Instructions to use olaverse/mist-encoder-base-ng with libraries, inference providers, notebooks, and local apps. Follow these links to get started.
- Libraries
- Transformers
How to use olaverse/mist-encoder-base-ng with Transformers:
# Use a pipeline as a high-level helper from transformers import pipeline pipe = pipeline("fill-mask", model="olaverse/mist-encoder-base-ng")# Load model directly from transformers import AutoTokenizer, AutoModelForMaskedLM tokenizer = AutoTokenizer.from_pretrained("olaverse/mist-encoder-base-ng") model = AutoModelForMaskedLM.from_pretrained("olaverse/mist-encoder-base-ng") - Notebooks
- Google Colab
- Kaggle
mist-encoder-base-ng
A small (30.9M-parameter) modern encoder specialised for Nigerian languages —
Hausa (ha), Yoruba (yo), Igbo (ig), and Nigerian Pidgin (pcm) — pretrained from
scratch with a masked-language-modeling (MLM) objective using the unified
olaverse/otk-bpe-50k (Naija) tokenizer.
It is a deliberate specialist: a compact base you attach task heads to (classification, NER, language-ID, sentence embeddings). It is not intended to compete on raw task accuracy with larger multilingual or African-language encoders — its value is efficiency, a low-fertility Nigerian tokenizer, explicit Pidgin support, 0% UNK, and a clean Apache-2.0 release.
TL;DR — what it is and isn't
- Strong on sentence-level tasks (topic/sentiment classification) relative to its size.
- Efficient: 30.9M parameters vs 126M (AfriBERTa) / 178M (mBERT) / 270M (XLM-R).
- Tokenizer edge: lower fertility than general multilingual tokenizers on Nigerian text.
- Limited on token-level tasks (NER): trails larger specialists by ~10–20 F1. This is structural (tokenizer fragmentation + model capacity), not a tuning artifact. See Limitations.
Intended use
Load the encoder body and attach a head:
from transformers import AutoModel, AutoTokenizer
tok = AutoTokenizer.from_pretrained("olaverse/mist-encoder-base-ng")
enc = AutoModel.from_pretrained("olaverse/mist-encoder-base-ng")
Good fits: topic/sentiment/language-ID classification, sentence embeddings (contrastive fine-tuning), and on-device / low-resource deployment where 28–30M params matters.
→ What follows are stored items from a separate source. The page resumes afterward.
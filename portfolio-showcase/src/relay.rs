//! Contact-form relay.
//!
//! Forwards contact submissions to a third-party transactional email
//! service, so the page never operates its own mail infrastructure. The
//! service is addressed by a fixed service/template identifier pair plus a
//! public key, all from the site configuration.

use serde::Deserialize;
use serde_json::json;
use std::time::Duration;
use thiserror::Error;
use tracing::{debug, info};
use url::Url;

/// Default send endpoint (EmailJS).
pub const DEFAULT_RELAY_ENDPOINT: &str = "https://api.emailjs.com/api/v1.0/email/send";

const SEND_TIMEOUT_SECS: u64 = 30;

/// Errors from the relay path.
#[derive(Debug, Error)]
pub enum RelayError {
    /// No relay settings are present in the site configuration.
    #[error("no email relay is configured")]
    NotConfigured,

    /// The configured endpoint is not a valid URL.
    #[error("invalid relay endpoint '{endpoint}': {source}")]
    InvalidEndpoint {
        endpoint: String,
        #[source]
        source: url::ParseError,
    },

    /// The HTTP request itself failed.
    #[error("email relay request failed: {0}")]
    Http(#[from] reqwest::Error),

    /// The service answered with a non-success status.
    #[error("email relay rejected the message: HTTP {status}: {body}")]
    Rejected { status: u16, body: String },
}

/// Relay settings from the `[relay]` table of the site configuration.
#[derive(Debug, Clone, Deserialize)]
#[serde(rename_all = "kebab-case")]
pub struct RelayConfig {
    /// Service identifier at the relay provider.
    pub service_id: String,

    /// Template identifier at the relay provider.
    pub template_id: String,

    /// Public API key of the account.
    pub public_key: String,

    /// Send endpoint; defaults to the EmailJS API.
    #[serde(default = "default_endpoint")]
    pub endpoint: String,
}

fn default_endpoint() -> String {
    DEFAULT_RELAY_ENDPOINT.to_string()
}

/// One contact-form submission.
#[derive(Debug, Clone, PartialEq, Eq)]
pub struct ContactMessage {
    pub from_name: String,
    pub from_email: String,
    pub message: String,
}

/// Client for the send operation.
#[derive(Debug, Clone)]
pub struct RelayClient {
    http: reqwest::Client,
    endpoint: Url,
    config: RelayConfig,
}

impl RelayClient {
    /// Builds a client from relay settings.
    ///
    /// # Errors
    ///
    /// Returns [`RelayError::InvalidEndpoint`] when the endpoint does not
    /// parse, or [`RelayError::Http`] when the HTTP client cannot be built.
    pub fn new(config: RelayConfig) -> Result<Self, RelayError> {
        let endpoint = Url::parse(&config.endpoint).map_err(|source| RelayError::InvalidEndpoint {
            endpoint: config.endpoint.clone(),
            source,
        })?;

        let http = reqwest::Client::builder()
            .timeout(Duration::from_secs(SEND_TIMEOUT_SECS))
            .build()?;

        Ok(Self {
            http,
            endpoint,
            config,
        })
    }

    /// Sends one contact message. A single attempt; not retried.
    ///
    /// # Errors
    ///
    /// Returns [`RelayError::Http`] on transport failure and
    /// [`RelayError::Rejected`] when the service answers with a non-success
    /// status.
    pub async fn send(&self, message: &ContactMessage) -> Result<(), RelayError> {
        debug!(endpoint = %self.endpoint, service_id = %self.config.service_id, "Relaying contact message");

        let payload = json!({
            "service_id": self.config.service_id,
            "template_id": self.config.template_id,
            "user_id": self.config.public_key,
            "template_params": {
                "from_name": message.from_name,
                "from_email": message.from_email,
                "message": message.message,
            }
        });

        let response = self
            .http
            .post(self.endpoint.clone())
            .json(&payload)
            .send()
            .await?;

        if !response.status().is_success() {
            let status = response.status().as_u16();
            let body = response.text().await.unwrap_or_default();
            return Err(RelayError::Rejected { status, body });
        }

        info!("Contact message accepted by relay");
        Ok(())
    }
}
NER is supported but weaker than larger models (see below).
Training data
All sources are commercial-friendly (attribution-only), consistent with the Apache-2.0 release:
| Source | License | Role |
|---|---|---|
| FineWeb-2 (ha/yo/ig/pcm) | ODC-By | Web text |
| castorini/wura (Nigerian subset) | Apache-2.0 | Audited mC4 + news |
| asr-nigerian-pidgin/nigerian-pidgin-1.0 | CC-BY-4.0 | Fresh Pidgin sentences |
FineWeb-2 and WURA both descend from Common Crawl / mC4, so documents were cross-deduped. The corpus was language-balanced (abundant Hausa capped; scarce Igbo/Pidgin taken in full, with the smallest language lightly upsampled) and chunked into 254-token windows so all text was used rather than truncating each document. Final training corpus: ~480k chunks.
Training details
- Objective: masked language modeling (15% masking), from random init.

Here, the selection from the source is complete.